::: Available data :::

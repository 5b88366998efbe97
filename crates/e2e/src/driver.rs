//! Page driver: navigation and element interaction with timeouts
//!
//! Wraps a [`PageBackend`] and gives every backend the same location rules:
//! poll until the element shows up or the budget runs out, refuse ambiguous
//! matches when strict selectors are enabled, and refuse to act on hidden or
//! disabled elements.

use std::time::Duration;
use tokio::time::{sleep, timeout, Instant};
use tracing::debug;

use crate::backend::{text_matches, ElementState, NetworkStatus, PageBackend};
use crate::config::{SuiteConfig, TimeoutConfig};
use crate::error::{E2eError, E2eResult};
use crate::spec::{Locator, RowScope};

/// How one locator resolved against the current DOM
#[derive(Debug, Clone, PartialEq)]
pub(crate) enum Resolution {
    Missing,
    Ambiguous(usize),
    Found(usize, ElementState),
}

/// Pick the element a locator designates among its matches.
///
/// Several matches are only an error when strict selectors are on and the
/// locator neither opts into `first` nor is row-scoped.
pub(crate) fn resolve(locator: &Locator, matches: Vec<ElementState>, strict: bool) -> Resolution {
    let count = matches.len();
    match matches.into_iter().next() {
        None => Resolution::Missing,
        Some(_) if count > 1 && strict && !locator.first && locator.within.is_none() => {
            Resolution::Ambiguous(count)
        }
        Some(state) => Resolution::Found(0, state),
    }
}

pub struct PageDriver {
    backend: Box<dyn PageBackend>,
    config: SuiteConfig,
    timeouts: TimeoutConfig,
    strict: bool,
    last_action: Instant,
}

impl PageDriver {
    pub fn new(backend: Box<dyn PageBackend>, config: &SuiteConfig) -> Self {
        Self {
            backend,
            config: config.clone(),
            timeouts: config.timeouts.clone(),
            strict: config.strict_selectors,
            last_action: Instant::now(),
        }
    }

    pub fn timeouts(&self) -> &TimeoutConfig {
        &self.timeouts
    }

    /// When the last navigation or click was issued
    pub fn last_action(&self) -> Instant {
        self.last_action
    }

    /// Load a URL, relative to the base URL unless absolute.
    pub async fn navigate(&mut self, url: &str) -> E2eResult<()> {
        let target = self.config.resolve_url(url)?;
        let budget = self.timeouts.navigation_timeout();
        self.last_action = Instant::now();

        match timeout(budget, self.backend.goto(&target)).await {
            Ok(result) => result,
            Err(_) => Err(E2eError::Navigation {
                url: target,
                reason: format!("no response within {} ms", budget.as_millis()),
            }),
        }
    }

    /// Replace the value of the single element the locator designates.
    pub async fn fill(&mut self, locator: &Locator, value: &str) -> E2eResult<()> {
        let (index, _) = self.locate_actionable(locator).await?;
        debug!("fill {} = {:?}", locator, value);
        self.backend.fill(locator, index, value).await
    }

    pub async fn click(&mut self, locator: &Locator) -> E2eResult<()> {
        let (index, _) = self.locate_actionable(locator).await?;
        debug!("click {}", locator);
        self.last_action = Instant::now();
        self.backend.click(locator, index).await
    }

    /// Scope for the first `root_selector` element containing `text_filter`.
    ///
    /// Polls for the row within the operation budget.
    pub async fn locate_scoped(&mut self, root_selector: &str, text_filter: &str) -> E2eResult<RowScope> {
        let deadline = Instant::now() + self.timeouts.default_timeout();
        self.scoped_until(root_selector, text_filter, deadline).await
    }

    async fn scoped_until(
        &mut self,
        root_selector: &str,
        text_filter: &str,
        deadline: Instant,
    ) -> E2eResult<RowScope> {
        let rows = Locator::css(root_selector);
        let start = Instant::now();
        loop {
            let found = self
                .backend
                .query(&rows)
                .await?
                .iter()
                .any(|row| text_matches(&row.text, text_filter));
            if found {
                return Ok(RowScope {
                    root: root_selector.to_string(),
                    has_text: text_filter.to_string(),
                });
            }
            if !self.pause_until(deadline).await {
                return Err(E2eError::ElementNotFound {
                    selector: format!("{}:has-text({:?})", root_selector, text_filter),
                    waited_ms: start.elapsed().as_millis() as u64,
                });
            }
        }
    }

    /// One-shot read of every element the locator matches.
    pub async fn query(&mut self, locator: &Locator) -> E2eResult<Vec<ElementState>> {
        self.backend.query(locator).await
    }

    /// One-shot resolution of a locator under the driver's uniqueness rules.
    pub(crate) async fn resolve_once(&mut self, locator: &Locator) -> E2eResult<Resolution> {
        let matches = self.backend.query(locator).await?;
        Ok(resolve(locator, matches, self.strict))
    }

    async fn locate_actionable(&mut self, locator: &Locator) -> E2eResult<(usize, ElementState)> {
        let start = Instant::now();
        let deadline = start + self.timeouts.default_timeout();
        // A missing row is reported as the row, not as the control inside it.
        if let Some(scope) = &locator.within {
            self.scoped_until(&scope.root, &scope.has_text, deadline).await?;
        }

        loop {
            let last = match self.resolve_once(locator).await? {
                Resolution::Ambiguous(count) => {
                    return Err(E2eError::AmbiguousSelector {
                        selector: locator.to_string(),
                        count,
                    });
                }
                Resolution::Found(index, state) if state.visible && state.enabled => {
                    return Ok((index, state));
                }
                Resolution::Found(_, state) => Some(state),
                Resolution::Missing => None,
            };

            if !self.pause_until(deadline).await {
                let waited_ms = start.elapsed().as_millis() as u64;
                return Err(match last {
                    Some(state) => E2eError::ElementNotInteractable {
                        selector: locator.to_string(),
                        state: if !state.visible { "hidden" } else { "disabled" }.to_string(),
                    },
                    None => E2eError::ElementNotFound {
                        selector: locator.to_string(),
                        waited_ms,
                    },
                });
            }
        }
    }

    /// Sleep one poll interval, capped at the deadline. Returns false once the
    /// deadline has passed.
    pub(crate) async fn pause_until(&self, deadline: Instant) -> bool {
        let now = Instant::now();
        if now >= deadline {
            return false;
        }
        let step = self.timeouts.poll_interval().min(deadline - now);
        sleep(step).await;
        true
    }

    pub async fn network_status(&mut self) -> E2eResult<NetworkStatus> {
        self.backend.network_status().await
    }

    pub async fn current_url(&mut self) -> E2eResult<Option<String>> {
        self.backend.current_url().await
    }

    pub async fn body_text(&mut self) -> E2eResult<String> {
        self.backend.body_text().await
    }

    pub async fn screenshot(&mut self) -> E2eResult<Vec<u8>> {
        self.backend.screenshot().await
    }

    /// Close the tab. Bounded so a wedged browser cannot stall teardown.
    pub async fn close(&mut self) -> E2eResult<()> {
        match timeout(Duration::from_secs(10), self.backend.close()).await {
            Ok(result) => result,
            Err(_) => Err(E2eError::Timeout {
                what: "page close".to_string(),
                waited_ms: 10_000,
            }),
        }
    }
}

:::

Exercise directions: Take the entries and print them exactly. Keep every line.

Task solution:
repository 5b88366998efbe97
filename crates/e2e/src/driver.rs
//! Page driver: navigation and element interaction with timeouts
//!
//! Wraps a [`PageBackend`] and gives every backend the same location rules:
//! poll until the element shows up or the budget runs out, refuse ambiguous
//! matches when strict selectors are enabled, and refuse to act on hidden or
//! disabled elements.

use std::time::Duration;
use tokio::time::{sleep, timeout, Instant};
use tracing::debug;

use crate::backend::{text_matches, ElementState, NetworkStatus, PageBackend};
use crate::config::{SuiteConfig, TimeoutConfig};
use crate::error::{E2eError, E2eResult};
use crate::spec::{Locator, RowScope};

/// How one locator resolved against the current DOM
#[derive(Debug, Clone, PartialEq)]
pub(crate) enum Resolution {
    Missing,
    Ambiguous(usize),
    Found(usize, ElementState),
}

/// Pick the element a locator designates among its matches.
///
/// Several matches are only an error when strict selectors are on and the
/// locator neither opts into `first` nor is row-scoped.
pub(crate) fn resolve(locator: &Locator, matches: Vec<ElementState>, strict: bool) -> Resolution {
    let count = matches.len();
    match matches.into_iter().next() {
        None => Resolution::Missing,
        Some(_) if count > 1 && strict && !locator.first && locator.within.is_none() => {
            Resolution::Ambiguous(count)
        }
        Some(state) => Resolution::Found(0, state),
    }
}

pub struct PageDriver {
    backend: Box<dyn PageBackend>,
    config: SuiteConfig,
    timeouts: TimeoutConfig,
    strict: bool,
    last_action: Instant,
}

impl PageDriver {
    pub fn new(backend: Box<dyn PageBackend>, config: &SuiteConfig) -> Self {
        Self {
            backend,
            config: config.clone(),
            timeouts: config.timeouts.clone(),
            strict: config.strict_selectors,
            last_action: Instant::now(),
        }
    }

    pub fn timeouts(&self) -> &TimeoutConfig {
        &self.timeouts
    }

    /// When the last navigation or click was issued
    pub fn last_action(&self) -> Instant {
        self.last_action
    }

    /// Load a URL, relative to the base URL unless absolute.
    pub async fn navigate(&mut self, url: &str) -> E2eResult<()> {
        let target = self.config.resolve_url(url)?;
        let budget = self.timeouts.navigation_timeout();
        self.last_action = Instant::now();

        match timeout(budget, self.backend.goto(&target)).await {
            Ok(result) => result,
            Err(_) => Err(E2eError::Navigation {
                url: target,
                reason: format!("no response within {} ms", budget.as_millis()),
            }),
        }
    }

    /// Replace the value of the single element the locator designates.
    pub async fn fill(&mut self, locator: &Locator, value: &str) -> E2eResult<()> {
        let (index, _) = self.locate_actionable(locator).await?;
        debug!("fill {} = {:?}", locator, value);
        self.backend.fill(locator, index, value).await
    }

    pub async fn click(&mut self, locator: &Locator) -> E2eResult<()> {
        let (index, _) = self.locate_actionable(locator).await?;
        debug!("click {}", locator);
        self.last_action = Instant::now();
        self.backend.click(locator, index).await
    }

    /// Scope for the first `root_selector` element containing `text_filter`.
    ///
    /// Polls for the row within the operation budget.
    pub async fn locate_scoped(&mut self, root_selector: &str, text_filter: &str) -> E2eResult<RowScope> {
        let deadline = Instant::now() + self.timeouts.default_timeout();
        self.scoped_until(root_selector, text_filter, deadline).await
    }

    async fn scoped_until(
        &mut self,
        root_selector: &str,
        text_filter: &str,
        deadline: Instant,
    ) -> E2eResult<RowScope> {
        let rows = Locator::css(root_selector);
        let start = Instant::now();
        loop {
            let found = self
                .backend
                .query(&rows)
                .await?
                .iter()
                .any(|row| text_matches(&row.text, text_filter));
            if found {
                return Ok(RowScope {
                    root: root_selector.to_string(),
                    has_text: text_filter.to_string(),
                });
            }
            if !self.pause_until(deadline).await {
                return Err(E2eError::ElementNotFound {
                    selector: format!("{}:has-text({:?})", root_selector, text_filter),
                    waited_ms: start.elapsed().as_millis() as u64,
                });
            }
        }
    }

    /// One-shot read of every element the locator matches.
    pub async fn query(&mut self, locator: &Locator) -> E2eResult<Vec<ElementState>> {
        self.backend.query(locator).await
    }

    /// One-shot resolution of a locator under the driver's uniqueness rules.
    pub(crate) async fn resolve_once(&mut self, locator: &Locator) -> E2eResult<Resolution> {
        let matches = self.backend.query(locator).await?;
        Ok(resolve(locator, matches, self.strict))
    }

    async fn locate_actionable(&mut self, locator: &Locator) -> E2eResult<(usize, ElementState)> {
        let start = Instant::now();
        let deadline = start + self.timeouts.default_timeout();
        // A missing row is reported as the row, not as the control inside it.
        if let Some(scope) = &locator.within {
            self.scoped_until(&scope.root, &scope.has_text, deadline).await?;
        }

        loop {
            let last = match self.resolve_once(locator).await? {
                Resolution::Ambiguous(count) => {
                    return Err(E2eError::AmbiguousSelector {
                        selector: locator.to_string(),
                        count,
                    });
                }
                Resolution::Found(index, state) if state.visible && state.enabled => {
                    return Ok((index, state));
                }
                Resolution::Found(_, state) => Some(state),
                Resolution::Missing => None,
            };

            if !self.pause_until(deadline).await {
                let waited_ms = start.elapsed().as_millis() as u64;
                return Err(match last {
                    Some(state) => E2eError::ElementNotInteractable {
                        selector: locator.to_string(),
                        state: if !state.visible { "hidden" } else { "disabled" }.to_string(),
                    },
                    None => E2eError::ElementNotFound {
                        selector: locator.to_string(),
                        waited_ms,
                    },
                });
            }
        }
    }

    /// Sleep one poll interval, capped at the deadline. Returns false once the
    /// deadline has passed.
    pub(crate) async fn pause_until(&self, deadline: Instant) -> bool {
        let now = Instant::now();
        if now >= deadline {
            return false;
        }
        let step = self.timeouts.poll_interval().min(deadline - now);
        sleep(step).await;
        true
    }

    pub async fn network_status(&mut self) -> E2eResult<NetworkStatus> {
        self.backend.network_status().await
    }

    pub async fn current_url(&mut self) -> E2eResult<Option<String>> {
        self.backend.current_url().await
    }

    pub async fn body_text(&mut self) -> E2eResult<String> {
        self.backend.body_text().await
    }

    pub async fn screenshot(&mut self) -> E2eResult<Vec<u8>> {
        self.backend.screenshot().await
    }

    /// Close the tab. Bounded so a wedged browser cannot stall teardown.
    pub async fn close(&mut self) -> E2eResult<()> {
        match timeout(Duration::from_secs(10), self.backend.close()).await {
            Ok(result) => result,
            Err(_) => Err(E2eError::Timeout {
                what: "page close".to_string(),
                waited_ms: 10_000,
            }),
        }
    }
}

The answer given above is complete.